Spalletti: "La frase sui videini? Reazione eccessiva. Se vengono dette cose non belle..."
"Dalla Cremonese alla Cremonese? Siamo cresciuti in molte cose, ma in tante dobbiamo renderci conto che fanno parte del calcio attuale, invece di metterle in seconde o terze posizioni. Innanzitutto la riconquista della palla persa, è qualcosa che ci darebbe più sicurezza". Così Luciano Spalletti alla vigilia di Juve-Cremonese, in programma lunedì 12 gennaio alle ore 20:45 all'Allianz Stadium. Il tecnico bianconero torna a sfidare i grigiorossi di Nicola, affrontati nella sua prima partita sulla panchina bianconera. Ma guai a pensare che sarà una partita facile: "È un concetto che ti frega pensare che ci siano partite che puoi vincere più facilmente. Ora tornano anche le coppe e ci sono più impegni da gestire, altre partite, altre fatiche, in cui rimanere sempre accesi e non abbassare mai la tensione. Ogni squadra ha potenzialità superiori alla propria posizione in classifica. Siamo noi a dover andare verso la vittoria, non viceversa. Nicola conosce molto bene la serie A ed è capace a sfruttare certi momenti dalla sua squadra. Poi ha fatto molto bene in tutte le parti dove ha allenato e questo sarà un problema in più".

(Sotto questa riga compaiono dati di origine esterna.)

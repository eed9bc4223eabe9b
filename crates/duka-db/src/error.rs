//! # Database Error Types
//!
//! Error types for ledger store operations.
//!
//! ## Error Flow
//! ```text
//! ┌─────────────────────────────────────────────────────────────────────────┐
//! │                    Error Propagation                                    │
//! │                                                                         │
//! │  SQLite Error (sqlx::Error)         Business rule (CoreError)          │
//! │       │                                   │                             │
//! │       ▼                                   ▼                             │
//! │  DbError (this module) ← categorised; Rule(..) rolls the tx back       │
//! │       │                                                                 │
//! │       ├── StaleVersion / Busy / document-number collision → retried     │
//! │       │                                                                 │
//! │       ▼                                                                 │
//! │  EngineError (duka-engine) ← code + message for the caller             │
//! │                                                                         │
//! └─────────────────────────────────────────────────────────────────────────┘
//! ```

use duka_core::{CoreError, ValidationError};
use thiserror::Error;

/// SQLite primary result codes that mean "try again".
const SQLITE_BUSY: i32 = 5;
const SQLITE_LOCKED: i32 = 6;

/// Ledger store errors.
#[derive(Debug, Error)]
pub enum DbError {
    /// Entity not found in database.
    ///
    /// ## When This Occurs
    /// - `fetch_one` returns no rows
    /// - ID doesn't exist
    #[error("{entity} not found: {id}")]
    NotFound { entity: String, id: String },

    /// Unique constraint violation.
    ///
    /// ## When This Occurs
    /// - Duplicate SKU
    /// - Duplicate receipt or transfer number
    /// - Two writers creating the same (product, branch) inventory row
    #[error("Duplicate {field}: '{value}' already exists")]
    UniqueViolation { field: String, value: String },

    /// Foreign key constraint violation.
    #[error("Foreign key violation: {message}")]
    ForeignKeyViolation { message: String },

    /// An inventory row changed between read and write.
    ///
    /// ## When This Occurs
    /// ```text
    /// Till A reads Sugar@B1 v7 ──┐
    /// Till B reads Sugar@B1 v7 ──┤
    /// Till A writes WHERE v=7 ✓  │  → v8
    /// Till B writes WHERE v=7 ✗ ─┘  → StaleVersion, re-read and retry
    /// ```
    #[error("{entity} {id} changed concurrently (expected version {expected})")]
    StaleVersion {
        entity: String,
        id: String,
        expected: i64,
    },

    /// SQLite reported the database busy or locked.
    #[error("Database busy: {0}")]
    Busy(String),

    /// A business rule rejected the operation; the transaction was rolled back.
    #[error(transparent)]
    Rule(#[from] CoreError),

    /// Database connection failed.
    ///
    /// ## When This Occurs
    /// - Database file can't be created
    /// - File permissions issue
    /// - Disk full
    #[error("Connection failed: {0}")]
    ConnectionFailed(String),

    /// Migration failed.
    #[error("Migration failed: {0}")]
    MigrationFailed(String),

    /// Query execution failed.
    #[error("Query failed: {0}")]
    QueryFailed(String),

    /// Pool exhausted (all connections in use).
    #[error("Connection pool exhausted")]
    PoolExhausted,

    /// Internal database error.
    #[error("Internal database error: {0}")]
    Internal(String),
}

impl DbError {
    /// Creates a NotFound error for a given entity type and ID.
    pub fn not_found(entity: impl Into<String>, id: impl Into<String>) -> Self {
        DbError::NotFound {
            entity: entity.into(),
            id: id.into(),
        }
    }

    /// Creates a UniqueViolation error.
    pub fn duplicate(field: impl Into<String>, value: impl Into<String>) -> Self {
        DbError::UniqueViolation {
            field: field.into(),
            value: value.into(),
        }
    }

    /// Creates a StaleVersion error for an inventory row.
    pub fn stale(entity: impl Into<String>, id: impl Into<String>, expected: i64) -> Self {
        DbError::StaleVersion {
            entity: entity.into(),
            id: id.into(),
            expected,
        }
    }

    /// True for failures a fresh attempt with fresh reads can fix.
    ///
    /// ## Retryable
    /// - `StaleVersion`: another writer bumped the row version
    /// - `Busy`: SQLite lock contention
    /// - `UniqueViolation` on a document number or inventory key: a
    ///   concurrent writer got there first
    pub fn is_retryable(&self) -> bool {
        match self {
            DbError::StaleVersion { .. } | DbError::Busy(_) | DbError::PoolExhausted => true,
            DbError::UniqueViolation { field, .. } => {
                field.contains("receipt_number")
                    || field.contains("transfer_number")
                    || field.contains("inventory.")
                    || field.contains("sequences.")
            }
            _ => false,
        }
    }

    /// The business rule behind this error, if any.
    pub fn as_rule(&self) -> Option<&CoreError> {
        match self {
            DbError::Rule(rule) => Some(rule),
            _ => None,
        }
    }
}

impl From<ValidationError> for DbError {
    fn from(err: ValidationError) -> Self {
        DbError::Rule(CoreError::Validation(err))
    }
}

fn is_busy_code(code: Option<&str>) -> bool {
    code.and_then(|c| c.parse::<i32>().ok())
        .map(|c| matches!(c & 0xff, SQLITE_BUSY | SQLITE_LOCKED))
        .unwrap_or(false)
}

/// Convert sqlx errors to DbError.
///
/// ## Error Mapping
/// ```text
/// sqlx::Error::RowNotFound    → DbError::NotFound
/// sqlx::Error::Database       → code 5/6 → Busy; else analyse message
/// sqlx::Error::PoolTimedOut   → DbError::PoolExhausted
/// Other                       → DbError::Internal
/// ```
impl From<sqlx::Error> for DbError {
    fn from(err: sqlx::Error) -> Self {
        match err {
            sqlx::Error::RowNotFound => DbError::NotFound {
                entity: "Record".to_string(),
                id: "unknown".to_string(),
            },

            sqlx::Error::Database(db_err) => {
                let msg = db_err.message();

                if is_busy_code(db_err.code().as_deref()) || msg.contains("database is locked") {
                    DbError::Busy(msg.to_string())
                } else if msg.contains("UNIQUE constraint failed") {
                    // "UNIQUE constraint failed: <table>.<column>[, <table>.<column>]"
                    let field = msg
                        .split("UNIQUE constraint failed: ")
                        .nth(1)
                        .unwrap_or("unknown")
                        .to_string();
                    DbError::UniqueViolation {
                        field,
                        value: "unknown".to_string(),
                    }
                } else if msg.contains("FOREIGN KEY constraint failed") {
                    DbError::ForeignKeyViolation {
                        message: msg.to_string(),
                    }
                } else {
                    DbError::QueryFailed(msg.to_string())
                }
            }

            sqlx::Error::PoolTimedOut => DbError::PoolExhausted,

            sqlx::Error::PoolClosed => DbError::ConnectionFailed("Pool is closed".to_string()),

            _ => DbError::Internal(err.to_string()),
        }
    }
}

impl From<sqlx::migrate::MigrateError> for DbError {
    fn from(err: sqlx::migrate::MigrateError) -> Self {
        DbError::MigrationFailed(err.to_string())
    }
}

/// Result type for database operations.
pub type DbResult<T> = Result<T, DbError>;

// =============================================================================
// Unit Tests
// =============================================================================
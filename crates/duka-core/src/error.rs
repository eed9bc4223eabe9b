//! # Error Types
//!
//! Domain-specific error types for duka-core.
//!
//! ## Error Hierarchy
//! ```text
//! ┌─────────────────────────────────────────────────────────────────────────┐
//! │                         Error Types                                     │
//! │                                                                         │
//! │  duka-core errors (this file)                                          │
//! │  ├── ValidationError  - Malformed input, rejected before any tx        │
//! │  └── CoreError        - Business rule violations, tx rolled back       │
//! │                                                                         │
//! │  duka-db errors                                                        │
//! │  └── DbError          - Storage failures, stale versions               │
//! │                                                                         │
//! │  duka-engine errors                                                    │
//! │  └── EngineError      - What callers see (code + message)              │
//! │                                                                         │
//! │  Flow: ValidationError/CoreError → DbError → EngineError → caller      │
//! └─────────────────────────────────────────────────────────────────────────┘
//! ```
//!
//! Every business rule variant carries enough detail (product name, amounts)
//! for a cashier to correct the input and retry without calling support.

use thiserror::Error;

use crate::money::Money;

// =============================================================================
// Core Error
// =============================================================================

/// Business rule violations.
///
/// Raised inside a transaction; the transaction is rolled back entirely.
#[derive(Debug, Clone, PartialEq, Eq, Error)]
pub enum CoreError {
    /// Product id is not in the catalog.
    #[error("Product not found: {0}")]
    ProductNotFound(String),

    /// Product exists but has been deactivated.
    #[error("Product {name} is inactive and cannot be sold or moved")]
    ProductInactive { product_id: String, name: String },

    /// Branch id is not in the directory.
    #[error("Branch not found: {0}")]
    BranchNotFound(String),

    /// Branch exists but is closed.
    #[error("Branch {name} is inactive")]
    BranchInactive { branch_id: String, name: String },

    /// Unit price below the product's price floor.
    #[error("Price {unit_price} for {product} is below the minimum price {min_price}")]
    BelowMinimumPrice {
        product: String,
        unit_price: Money,
        min_price: Money,
    },

    /// Not enough stock to complete a sale or dispatch.
    ///
    /// ## User Workflow
    /// ```text
    /// Sell 5 × Unga 2kg
    ///      │
    ///      ▼
    /// Inventory at branch: 3
    ///      │
    ///      ▼
    /// InsufficientStock { product: "Unga 2kg", available: 3, requested: 5 }
    ///      │
    ///      ▼
    /// Till shows: "Only 3 Unga 2kg in stock"
    /// ```
    #[error("Insufficient stock for {product}: available {available}, requested {requested}")]
    InsufficientStock {
        product: String,
        available: i64,
        requested: i64,
    },

    /// Payments do not add up to the sale total.
    #[error("Payments total {paid} but sale total is {total} (difference {difference})")]
    PaymentMismatch {
        total: Money,
        paid: Money,
        difference: Money,
    },

    /// A computed amount (line total, subtotal, payment sum) does not fit.
    #[error("{what} is too large to compute")]
    AmountOverflow { what: String },

    /// Credit sale without a customer to chase.
    #[error("Credit sales require customer name and phone")]
    MissingCreditCustomerInfo,

    /// Discount larger than the subtotal.
    #[error("Discount {discount} exceeds subtotal {subtotal}")]
    DiscountExceedsSubtotal { discount: Money, subtotal: Money },

    /// A workflow step was attempted from a state that does not allow it.
    #[error("{entity} {id} is {current}, cannot {action}")]
    InvalidStateTransition {
        entity: String,
        id: String,
        current: String,
        action: String,
    },

    /// Sale id does not exist.
    #[error("Sale not found: {0}")]
    SaleNotFound(String),

    /// Settlement attempted against a sale that carries no debt.
    #[error("Sale {0} is not a credit sale")]
    NotCreditSale(String),

    /// Settlement exceeds what is owed.
    #[error("Payment {amount} exceeds outstanding balance {balance}")]
    Overpayment { amount: Money, balance: Money },

    /// Transfer id does not exist.
    #[error("Transfer not found: {0}")]
    TransferNotFound(String),

    /// Approval larger than the request.
    #[error("Cannot approve {approved} of {product_id}: only {requested} requested")]
    ApprovedExceedsRequested {
        product_id: String,
        requested: i64,
        approved: i64,
    },

    /// Approval or receipt references a product the transfer does not carry.
    #[error("Product {product_id} is not part of transfer {transfer_id}")]
    UnknownTransferItem {
        transfer_id: String,
        product_id: String,
    },

    /// Received quantities differ from dispatched ones and nobody explained why.
    #[error("Received quantities differ from dispatched quantities; discrepancy notes are required")]
    MissingDiscrepancyNotes,

    /// Validation error (wraps ValidationError).
    #[error("Validation error: {0}")]
    Validation(#[from] ValidationError),
}

impl CoreError {
    /// Shorthand for [`CoreError::InvalidStateTransition`].
    pub fn invalid_transition(
        entity: impl Into<String>,
        id: impl Into<String>,
        current: impl Into<String>,
        action: impl Into<String>,
    ) -> Self {
        CoreError::InvalidStateTransition {
            entity: entity.into(),
            id: id.into(),
            current: current.into(),
            action: action.into(),
        }
    }
}

// =============================================================================
// Validation Error
// =============================================================================

/// Input validation errors.
///
/// These errors occur when caller input is malformed or incomplete.
/// They are raised before any transaction is opened.
#[derive(Debug, Clone, PartialEq, Eq, Error)]
pub enum ValidationError {
    /// A required field is missing or empty.
    #[error("{field} is required")]
    Required { field: String },

    /// Field value is too long.
    #[error("{field} must be at most {max} characters")]
    TooLong { field: String, max: usize },

    /// Numeric value is out of range.
    #[error("{field} must be between {min} and {max}")]
    OutOfRange { field: String, min: i64, max: i64 },

    /// Value must be positive.
    #[error("{field} must be positive")]
    MustBePositive { field: String },

    /// Value must not be negative.
    #[error("{field} cannot be negative")]
    MustNotBeNegative { field: String },

    /// Invalid format (e.g., invalid UUID, invalid phone).
    #[error("{field} has invalid format: {reason}")]
    InvalidFormat { field: String, reason: String },

    /// Value is not in allowed set.
    #[error("{field} must be one of: {allowed:?}")]
    NotAllowed { field: String, allowed: Vec<String> },

    /// Same value listed twice where it must be unique.
    #[error("{field} '{value}' is listed more than once")]
    Duplicate { field: String, value: String },

    /// Two fields that must differ are equal.
    #[error("{field} must differ from {other}")]
    MustDiffer { field: String, other: String },
}

// =============================================================================
// Result Type Alias
// =============================================================================

/// Convenience type alias for Results with CoreError.
pub type CoreResult<T> = Result<T, CoreError>;

// =============================================================================
// Unit Tests
// =============================================================================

Spalletti, fiducia a David: "Mi aspetto che continui a crescere"
"Sensazioni come al Napoli? Non è una sensazione abbinabile, ma lo è al modo di essere. Attraverso il tour del sentimento, perché per me è questo essere un allenatore di calcio, mi emoziona. Le sensazioni sono quelle che ho avuto tutte le volte che ho fatto questo lavoro dentro un club e che mi danno i calciatori a partecipare e ad essere a disposizione. Siamo sulla buona strada, ma poi c'è da rifarlo come si dice sempre. Adesso bisognerà vedere se saremo bravi a rifarlo contro una Cremonese di un bravo allenatore. Pensiamo una partita alla volta. Facendo questo lavoro si cerca il piacere e il piacere arriva trovando dei risultati. Questi dipendono dai giocatori, dalla loro disponibilità. Ho a che fare con calciatori forti, ma anche con un gruppo umile che sa stare dentro una squadra. L'individualità viene fuori nel contesto squadra, non è l'individualità a dare qualcosa in più alla squadra. Dobbiamo mantenere il livello e il ritmo delle ultime partite. Serve fare come la Ferrari, usare il campo fino ai cordoli, a volte non lo usiamo tutto". Poi conferma la fiducia a David dopo le ultime prestazioni: "Ha giocato una grande partita. Mi aspetto che continui a crescere, lega bene con i compagni, dal punto di vista tattico crea dei vuoti. Viene a creare superiorità e ogni tanto ti crea lo zero lì davanti. Ha una buona intesa con la squadra. Domani gli ridò fiducia".